> [Directions]: Write out only the tail of the records, beginning at the line containing "#[cfg(test)]" and including the last line, exactly as written.

> [Dataset records]:
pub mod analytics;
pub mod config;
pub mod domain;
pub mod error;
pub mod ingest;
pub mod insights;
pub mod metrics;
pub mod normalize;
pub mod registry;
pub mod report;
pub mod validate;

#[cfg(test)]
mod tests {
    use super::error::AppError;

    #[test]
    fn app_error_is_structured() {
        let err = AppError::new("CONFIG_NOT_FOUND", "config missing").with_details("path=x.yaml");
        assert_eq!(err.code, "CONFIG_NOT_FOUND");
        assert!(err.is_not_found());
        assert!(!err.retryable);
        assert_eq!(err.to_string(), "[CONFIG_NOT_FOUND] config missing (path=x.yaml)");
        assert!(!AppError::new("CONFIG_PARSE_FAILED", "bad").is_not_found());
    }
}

> [Exercise output]:
#[cfg(test)]
mod tests {
    use super::error::AppError;

    #[test]
    fn app_error_is_structured() {
        let err = AppError::new("CONFIG_NOT_FOUND", "config missing").with_details("path=x.yaml");
        assert_eq!(err.code, "CONFIG_NOT_FOUND");
        assert!(err.is_not_found());
        assert!(!err.retryable);
        assert_eq!(err.to_string(), "[CONFIG_NOT_FOUND] config missing (path=x.yaml)");
        assert!(!AppError::new("CONFIG_PARSE_FAILED", "bad").is_not_found());
    }
}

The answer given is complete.